Molly looked up at the house. In the bright upper windows shadows of policemen passed across the shades. “How did it happen?”

“Somebody said it looked like a heart attack, but he was only in his thirties, wasn’t he? Was he into coke or anything?”

“I don’t know. No...”

“I really am sorry...”

Molly sighed. She wasn’t crying, wasn’t even going to. Not tonight. But there was a great emptiness that opened inside her, as if the floor of her soul had fallen away, leaving her to hang above a void. It was a horrible, helpless sense of loss too immense for her to comprehend.

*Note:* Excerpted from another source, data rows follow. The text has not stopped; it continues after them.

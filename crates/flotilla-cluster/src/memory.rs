//! In-process gossip network.
//!
//! `MemoryNetwork` is a shared registry standing in for the wire: nodes
//! register an address, `join` succeeds for registered live addresses, and
//! broadcasts fan out to every member's subscribers (the sender included).
//! Used by tests and by single-process fleets.

use std::collections::{BTreeSet, HashMap};
use std::net::SocketAddr;
use std::sync::{Arc, Mutex, MutexGuard, PoisonError};
use std::time::Duration;

use async_trait::async_trait;
use tokio::sync::broadcast;
use tracing::{debug, info};

use flotilla_core::PeerFlags;

use crate::error::GossipError;
use crate::gossip::{Gossip, GossipEvent, GossipNode, NodeMeta, NodeState};

const EVENT_CAPACITY: usize = 256;

struct Registered {
    node: GossipNode,
    events: broadcast::Sender<GossipEvent>,
}

#[derive(Default)]
struct NetworkState {
    nodes: HashMap<SocketAddr, Registered>,
    /// Addresses that are part of the (single) cluster.
    cluster: BTreeSet<SocketAddr>,
}

impl NetworkState {
    fn notify_cluster(&self, event: &GossipEvent) {
        for addr in &self.cluster {
            if let Some(reg) = self.nodes.get(addr) {
                // No subscribers is fine.
                let _ = reg.events.send(event.clone());
            }
        }
    }
}

/// Shared registry of in-process gossip nodes.
#[derive(Clone, Default)]
pub struct MemoryNetwork {
    state: Arc<Mutex<NetworkState>>,
}

impl MemoryNetwork {
    pub fn new() -> Self {
        Self::default()
    }

    /// Register a node on the network. It is reachable, but not part of the
    /// cluster until it joins or is joined.
    pub fn register(&self, name: &str, addr: SocketAddr, flags: PeerFlags) -> MemoryGossip {
        let (events, _) = broadcast::channel(EVENT_CAPACITY);
        let node = GossipNode {
            name: name.to_string(),
            addr,
            meta: NodeMeta { flags }.encode(),
            state: NodeState::Alive,
        };
        let mut state = self.lock();
        state.nodes.insert(addr, Registered { node, events });
        debug!(node = name, %addr, "registered in-memory gossip node");
        MemoryGossip {
            network: self.clone(),
            addr,
        }
    }

    /// Simulate an abrupt failure: the node is marked dead and the cluster
    /// is told it left.
    pub fn kill(&self, addr: SocketAddr) {
        let mut state = self.lock();
        let Some(reg) = state.nodes.get_mut(&addr) else {
            return;
        };
        reg.node.state = NodeState::Dead;
        let event = GossipEvent::Left(reg.node.clone());
        state.notify_cluster(&event);
    }

    fn lock(&self) -> MutexGuard<'_, NetworkState> {
        self.state.lock().unwrap_or_else(PoisonError::into_inner)
    }
}

/// One node's handle onto a `MemoryNetwork`.
#[derive(Clone)]
pub struct MemoryGossip {
    network: MemoryNetwork,
    addr: SocketAddr,
}

impl MemoryGossip {
    /// Re-advertise this node's capabilities.
    pub fn set_flags(&self, flags: PeerFlags) {
        let mut state = self.network.lock();
        let Some(reg) = state.nodes.get_mut(&self.addr) else {
            return;
        };
        reg.node.meta = NodeMeta { flags }.encode();
        let event = GossipEvent::Updated(reg.node.clone());
        if state.cluster.contains(&self.addr) {
            state.notify_cluster(&event);
        }
    }

    fn is_live(state: &NetworkState, addr: &SocketAddr) -> bool {
        state
            .nodes
            .get(addr)
            .is_some_and(|reg| reg.node.state == NodeState::Alive)
    }
}

#[async_trait]
impl Gossip for MemoryGossip {
    fn local_node(&self) -> GossipNode {
        let state = self.network.lock();
        match state.nodes.get(&self.addr) {
            Some(reg) => reg.node.clone(),
            None => GossipNode {
                name: String::new(),
                addr: self.addr,
                meta: Vec::new(),
                state: NodeState::Left,
            },
        }
    }

    fn members(&self) -> Vec<GossipNode> {
        let state = self.network.lock();
        if !state.cluster.contains(&self.addr) {
            return state
                .nodes
                .get(&self.addr)
                .map(|reg| vec![reg.node.clone()])
                .unwrap_or_default();
        }
        state
            .cluster
            .iter()
            .filter_map(|addr| state.nodes.get(addr))
            .map(|reg| reg.node.clone())
            .collect()
    }

    async fn join(&self, addrs: &[SocketAddr]) -> Result<usize, GossipError> {
        let mut state = self.network.lock();
        if !Self::is_live(&state, &self.addr) {
            return Err(GossipError::Left);
        }

        let reachable: Vec<SocketAddr> = addrs
            .iter()
            .filter(|addr| **addr != self.addr && Self::is_live(&state, addr))
            .copied()
            .collect();
        if reachable.is_empty() {
            return Err(GossipError::Unreachable(addrs.len()));
        }

        let mut newcomers = Vec::new();
        for addr in reachable.iter().chain(std::iter::once(&self.addr)) {
            if state.cluster.insert(*addr) {
                newcomers.push(*addr);
            }
        }
        for addr in newcomers {
            if let Some(reg) = state.nodes.get(&addr) {
                let event = GossipEvent::Joined(reg.node.clone());
                state.notify_cluster(&event);
            }
        }

        info!(addr = %self.addr, joined = reachable.len(), "joined in-memory cluster");
        Ok(reachable.len())
    }

    async fn leave(&self, _timeout: Duration) -> Result<(), GossipError> {
        let mut state = self.network.lock();
        let Some(reg) = state.nodes.get_mut(&self.addr) else {
            return Ok(());
        };
        if reg.node.state == NodeState::Left {
            return Ok(());
        }
        reg.node.state = NodeState::Left;
        let event = GossipEvent::Left(reg.node.clone());
        state.notify_cluster(&event);
        Ok(())
    }

    fn broadcast(&self, payload: Vec<u8>) -> Result<(), GossipError> {
        let state = self.network.lock();
        if !Self::is_live(&state, &self.addr) {
            return Err(GossipError::Left);
        }
        let event = GossipEvent::Message(payload);
        if state.cluster.contains(&self.addr) {
            state.notify_cluster(&event);
        } else if let Some(reg) = state.nodes.get(&self.addr) {
            let _ = reg.events.send(event);
        }
        Ok(())
    }

    fn subscribe(&self) -> broadcast::Receiver<GossipEvent> {
        let state = self.network.lock();
        match state.nodes.get(&self.addr) {
            Some(reg) => reg.events.subscribe(),
            // Unregistered handle: a receiver that reports closed immediately.
            None => broadcast::channel(1).1,
        }
    }
}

The young woman removed one damp arm from under the weary infant to touch Molly’s arm. “You okay? Maybe you should talk to the police...”

Molly saw that windows were broken, curtains snagged in the shards. She faced the woman. “Did you hear anything?”

“Christ...yeah. I’m sorry, but that’s why I asked you about drugs. He had a real fit up there. Throwing things...screaming. When I came out I saw him jumping around up there. It was pretty scary. At first I thought he was being murdered.”

“Why?” Molly asked wanly.

“Well.” The woman glanced at the upper windows, visibly shivered. “You know how lights can throw a lot of shadows from one person...but it looked like a whole bunch of people were throwing a fit up there. I saw shadows like leaping up and down in more window than one...you know? Like, in all of them...”

Molly didn’t say anything when the woman waited for her reaction, so she continued.

“And it sounded like...lots of voices. Lots of people screaming. I guess...maybe it was just echoes. And then suddenly they all just faded away.”

Molly nodded. Turned to gaze up at the house.

“Are you gonna talk to the police?”

“Thanks,” Molly told her, and walked back to her car...

*     *     *

Again and again Molly played the tape from her answering machine, listening to the end of that scream, so many times that it no longer caused her to tremble. Listened and listened...as if on the next listening...this next one...she would finally hear, before it was cut off, the one scream split into many.

She sat cross-legged in the middle of her bed, safe away from its edges, but feeling guilty for her safety. And listened.